use clap::{ArgAction, Args as ClapArgs, Parser, Subcommand, ValueEnum};
use color_eyre::Result;
use std::path::PathBuf;
use std::process::ExitCode;

use remodel_shape::adjacency::{
    change_boundary_condition, check_tree, eligible_targets, link_surfaces, remove_adjacency,
    sanitize, would_destroy_link,
};
use remodel_shape::config::ResizeLimits;
use remodel_shape::document::load_document;
use remodel_shape::error::{EditError, OperationReport};
use remodel_shape::export::{export_adjacency_csv, export_json};
use remodel_shape::merge::merge_selection;
use remodel_shape::model::{BoundaryCondition, Document, Floor, NanoIds, SurfaceType, Version};
use remodel_shape::propagate::{apply_copy, CopyRequest, CopySource};
use remodel_shape::removal::{remove_floor, remove_surface, remove_zone};
use remodel_shape::resize::{set_floor_count, set_surface_count, set_zone_count, FloorSide};
use remodel_shape::{logging, selection::SelectionState};

#[derive(Parser, Debug)]
#[command(name = "remodel-shape")]
#[command(about = "Remodel Shape - edit floors, zones and surfaces without breaking adjacency")]
#[command(version)]
struct Args {
    /// More log output on stderr (-v info, -vv debug). RUST_LOG overrides.
    #[arg(short, long, action = ArgAction::Count, global = true)]
    verbose: u8,

    #[command(subcommand)]
    command: Command,
}

#[derive(ClapArgs, Debug)]
struct DocumentArgs {
    /// Path to the before/after shape document (JSON)
    file: PathBuf,

    /// Where to write the edited document (defaults to FILE)
    #[arg(short, long, value_name = "FILE")]
    output: Option<PathBuf>,
}

#[derive(Subcommand, Debug)]
enum Command {
    /// List adjacency invariant violations in both versions
    Check {
        /// Path to the before/after shape document (JSON)
        file: PathBuf,
    },
    /// Null every adjacency reference to a missing id
    Sanitize {
        #[command(flatten)]
        doc: DocumentArgs,
    },
    /// Set the number of floors above or below ground
    ResizeFloors {
        #[command(flatten)]
        doc: DocumentArgs,
        #[arg(long, value_enum)]
        version: VersionArg,
        #[arg(long, value_enum, default_value = "above")]
        side: SideArg,
        #[arg(long, allow_negative_numbers = true)]
        count: i64,
    },
    /// Set the number of zones on a floor
    ResizeZones {
        #[command(flatten)]
        doc: DocumentArgs,
        #[arg(long, value_enum)]
        version: VersionArg,
        #[arg(long)]
        floor: String,
        #[arg(long, allow_negative_numbers = true)]
        count: i64,
    },
    /// Set the number of surfaces of one type in a zone
    ResizeSurfaces {
        #[command(flatten)]
        doc: DocumentArgs,
        #[arg(long, value_enum)]
        version: VersionArg,
        #[arg(long)]
        zone: String,
        #[arg(long = "type", value_enum)]
        surface_type: SurfaceTypeArg,
        #[arg(long, allow_negative_numbers = true)]
        count: i64,
    },
    /// Link two surfaces; ORIGIN becomes the side that owns the link
    Link {
        #[command(flatten)]
        doc: DocumentArgs,
        #[arg(long, value_enum)]
        version: VersionArg,
        #[arg(long)]
        origin: String,
        /// Target surface; omit to list the eligible ones
        #[arg(long)]
        target: Option<String>,
    },
    /// Release every link a surface takes part in
    Unlink {
        #[command(flatten)]
        doc: DocumentArgs,
        #[arg(long, value_enum)]
        version: VersionArg,
        #[arg(long)]
        surface: String,
    },
    /// Change a surface's boundary condition
    Boundary {
        #[command(flatten)]
        doc: DocumentArgs,
        #[arg(long, value_enum)]
        version: VersionArg,
        #[arg(long)]
        surface: String,
        #[arg(long, value_enum)]
        condition: BoundaryArg,
        /// Confirm dropping a live link
        #[arg(long)]
        yes: bool,
    },
    /// Remove one floor, zone or surface
    Remove {
        #[command(flatten)]
        doc: DocumentArgs,
        #[arg(long, value_enum)]
        version: VersionArg,
        #[command(flatten)]
        entity: EntityArgs,
    },
    /// Copy a whole version, or overwrite targets with a floor, zone or surface
    Copy {
        #[command(flatten)]
        doc: DocumentArgs,
        /// Version the source is taken from
        #[arg(long, value_enum)]
        base: Option<VersionArg>,
        #[command(flatten)]
        source: SourceArgs,
        /// Destination ids (floor, zone or surface copies)
        #[arg(long = "target", value_name = "ID")]
        targets: Vec<String>,
        /// Version replaced by a whole-version copy
        #[arg(long, value_enum)]
        target_version: Option<VersionArg>,
    },
    /// Merge the selection described by a JSON file into a version
    Merge {
        #[command(flatten)]
        doc: DocumentArgs,
        /// Selection sets as JSON: {"floors": [...], "zones": [...], "surfaces": [...],
        /// "photovoltaic_systems": [...]}
        #[arg(long, value_name = "FILE")]
        selection: PathBuf,
        #[arg(long, value_enum)]
        from: VersionArg,
        #[arg(long, value_enum)]
        into: VersionArg,
    },
    /// Write the adjacency table of one version as CSV
    ExportCsv {
        /// Path to the before/after shape document (JSON)
        file: PathBuf,
        #[arg(long, value_enum)]
        version: VersionArg,
        #[arg(short, long, value_name = "FILE")]
        output: PathBuf,
    },
}

#[derive(ClapArgs, Debug)]
#[group(required = true, multiple = false)]
struct EntityArgs {
    #[arg(long)]
    floor: Option<String>,
    #[arg(long)]
    zone: Option<String>,
    #[arg(long)]
    surface: Option<String>,
}

#[derive(ClapArgs, Debug)]
#[group(multiple = false)]
struct SourceArgs {
    /// Floor to copy; with no source the whole version is copied
    #[arg(long = "floor")]
    floor: Option<String>,
    #[arg(long = "zone")]
    zone: Option<String>,
    #[arg(long = "surface")]
    surface: Option<String>,
}

impl SourceArgs {
    fn into_source(self) -> CopySource {
        match (self.floor, self.zone, self.surface) {
            (Some(id), _, _) => CopySource::Floor(id),
            (_, Some(id), _) => CopySource::Zone(id),
            (_, _, Some(id)) => CopySource::Surface(id),
            _ => CopySource::Version,
        }
    }
}

#[derive(ValueEnum, Clone, Copy, Debug)]
enum VersionArg {
    Before,
    After,
}

impl From<VersionArg> for Version {
    fn from(v: VersionArg) -> Self {
        match v {
            VersionArg::Before => Self::Before,
            VersionArg::After => Self::After,
        }
    }
}

#[derive(ValueEnum, Clone, Copy, Debug)]
enum SideArg {
    Above,
    Below,
}

#[derive(ValueEnum, Clone, Copy, Debug)]
enum SurfaceTypeArg {
    Floor,
    Ceiling,
    Wall,
}

impl From<SurfaceTypeArg> for SurfaceType {
    fn from(t: SurfaceTypeArg) -> Self {
        match t {
            SurfaceTypeArg::Floor => Self::Floor,
            SurfaceTypeArg::Ceiling => Self::Ceiling,
            SurfaceTypeArg::Wall => Self::Wall,
        }
    }
}

#[derive(ValueEnum, Clone, Copy, Debug)]
enum BoundaryArg {
    Outdoors,
    Ground,
    Zone,
    Adiabatic,
    #[value(name = "none")]
    Unset,
}

impl From<BoundaryArg> for BoundaryCondition {
    fn from(b: BoundaryArg) -> Self {
        match b {
            BoundaryArg::Outdoors => Self::Outdoors,
            BoundaryArg::Ground => Self::Ground,
            BoundaryArg::Zone => Self::Zone,
            BoundaryArg::Adiabatic => Self::Adiabatic,
            BoundaryArg::Unset => Self::Unset,
        }
    }
}

/// Writes `next` when the edit succeeded and prints the report either way.
fn commit(
    doc: &DocumentArgs,
    result: Result<Document, EditError>,
    success: &str,
) -> Result<ExitCode> {
    let report = OperationReport::from_result(&result, success);
    let code = match result {
        Ok(next) => {
            let path = doc.output.as_ref().unwrap_or(&doc.file);
            export_json(&next, path)?;
            ExitCode::SUCCESS
        }
        Err(_) => ExitCode::FAILURE,
    };
    println!("{}", serde_json::to_string(&report)?);
    Ok(code)
}

/// Runs `edit` on the floors of `version`.
fn edit_floors(
    document: &Document,
    version: VersionArg,
    edit: impl FnOnce(&[Floor]) -> Result<Vec<Floor>, EditError>,
) -> Result<Document, EditError> {
    let version = Version::from(version);
    let floors = edit(&document.building(version).shape_info)?;
    Ok(document.with_floors(version, floors))
}

fn main() -> Result<ExitCode> {
    color_eyre::install()?;
    let args = Args::parse();
    logging::init(args.verbose);

    let limits = ResizeLimits::default();
    let mut ids = NanoIds;

    match args.command {
        Command::Check { file } => {
            let document = load_document(&file)?;
            let mut clean = true;
            for version in Version::ALL {
                for violation in check_tree(&document.building(version).shape_info) {
                    println!("{version}: {violation}");
                    clean = false;
                }
            }
            if clean {
                println!("No adjacency violations");
                return Ok(ExitCode::SUCCESS);
            }
            Ok(ExitCode::FAILURE)
        }
        Command::Sanitize { doc } => {
            let mut document = load_document(&doc.file)?;
            let nulled: usize = Version::ALL
                .iter()
                .map(|v| sanitize(&mut document.building_mut(*v).shape_info))
                .sum();
            commit(&doc, Ok(document), &format!("nulled {nulled} dangling references"))
        }
        Command::ResizeFloors {
            doc,
            version,
            side,
            count,
        } => {
            let document = load_document(&doc.file)?;
            let side = match side {
                SideArg::Above => FloorSide::Above,
                SideArg::Below => FloorSide::Below,
            };
            let result = edit_floors(&document, version, |floors| {
                Ok(set_floor_count(floors, side, count, &limits, &mut ids))
            });
            commit(&doc, result, "resized floors")
        }
        Command::ResizeZones {
            doc,
            version,
            floor,
            count,
        } => {
            let document = load_document(&doc.file)?;
            let result = edit_floors(&document, version, |floors| {
                set_zone_count(floors, &floor, count, &limits, &mut ids)
            });
            commit(&doc, result, "resized zones")
        }
        Command::ResizeSurfaces {
            doc,
            version,
            zone,
            surface_type,
            count,
        } => {
            let document = load_document(&doc.file)?;
            let result = edit_floors(&document, version, |floors| {
                set_surface_count(floors, &zone, surface_type.into(), count, &limits, &mut ids)
            });
            commit(&doc, result, "resized surfaces")
        }
        Command::Link {
            doc,
            version,
            origin,
            target,
        } => {
            let document = load_document(&doc.file)?;
            let Some(target) = target else {
                let floors = &document.building(version.into()).shape_info;
                for candidate in eligible_targets(floors, &origin) {
                    println!(
                        "{}\t{}\t{}",
                        candidate.floor_id, candidate.zone_id, candidate.surface_id
                    );
                }
                return Ok(ExitCode::SUCCESS);
            };
            let result = edit_floors(&document, version, |floors| {
                let mut next = floors.to_vec();
                link_surfaces(&mut next, &origin, &target)?;
                sanitize(&mut next);
                Ok(next)
            });
            commit(&doc, result, "linked surfaces")
        }
        Command::Unlink {
            doc,
            version,
            surface,
        } => {
            let document = load_document(&doc.file)?;
            let result = edit_floors(&document, version, |floors| {
                let mut next = floors.to_vec();
                remove_adjacency(&mut next, &surface)?;
                sanitize(&mut next);
                Ok(next)
            });
            commit(&doc, result, "unlinked surface")
        }
        Command::Boundary {
            doc,
            version,
            surface,
            condition,
            yes,
        } => {
            let document = load_document(&doc.file)?;
            let condition = BoundaryCondition::from(condition);
            let floors = &document.building(version.into()).shape_info;
            if !yes && would_destroy_link(floors, &surface, condition) {
                let report = OperationReport::error(format!(
                    "surface '{surface}' is linked; pass --yes to drop the link"
                ));
                println!("{}", serde_json::to_string(&report)?);
                return Ok(ExitCode::FAILURE);
            }
            let result = edit_floors(&document, version, |floors| {
                let mut next = floors.to_vec();
                change_boundary_condition(&mut next, &surface, condition)?;
                sanitize(&mut next);
                Ok(next)
            });
            commit(&doc, result, "changed boundary condition")
        }
        Command::Remove {
            doc,
            version,
            entity,
        } => {
            let document = load_document(&doc.file)?;
            let result = edit_floors(&document, version, |floors| {
                match (&entity.floor, &entity.zone, &entity.surface) {
                    (Some(id), _, _) => remove_floor(floors, id),
                    (_, Some(id), _) => remove_zone(floors, id),
                    (_, _, Some(id)) => remove_surface(floors, id),
                    _ => Err(EditError::NoTargetSelected),
                }
            });
            commit(&doc, result, "removed")
        }
        Command::Copy {
            doc,
            base,
            source,
            targets,
            target_version,
        } => {
            let document = load_document(&doc.file)?;
            let source = source.into_source();
            let success = source.success_message();
            let request = CopyRequest {
                base_version: base.map(Version::from),
                source: Some(source),
                target_version: target_version.map(Version::from),
                targets: targets.into_iter().collect(),
            };
            let result = apply_copy(&document, &request, &mut ids);
            commit(&doc, result, success)
        }
        Command::Merge {
            doc,
            selection,
            from,
            into,
        } => {
            let document = load_document(&doc.file)?;
            let selection: SelectionState =
                serde_json::from_str(&std::fs::read_to_string(&selection)?)?;
            let (from, into) = (Version::from(from), Version::from(into));
            let merged = merge_selection(
                &selection,
                document.building(from),
                document.building(into),
                &mut ids,
            );
            let mut next = document;
            *next.building_mut(into) = merged;
            commit(&doc, Ok(next), "merged selection")
        }
        Command::ExportCsv {
            file,
            version,
            output,
        } => {
            let document = load_document(&file)?;
            export_adjacency_csv(&document.building(version.into()).shape_info, &output)?;
            println!("Exported to CSV: {}", output.display());
            Ok(ExitCode::SUCCESS)
        }
    }
}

• What is expected
Please return every line in the data that includes the string "Unset".

• Written response
    Unset,
            BoundaryArg::Unset => Self::Unset,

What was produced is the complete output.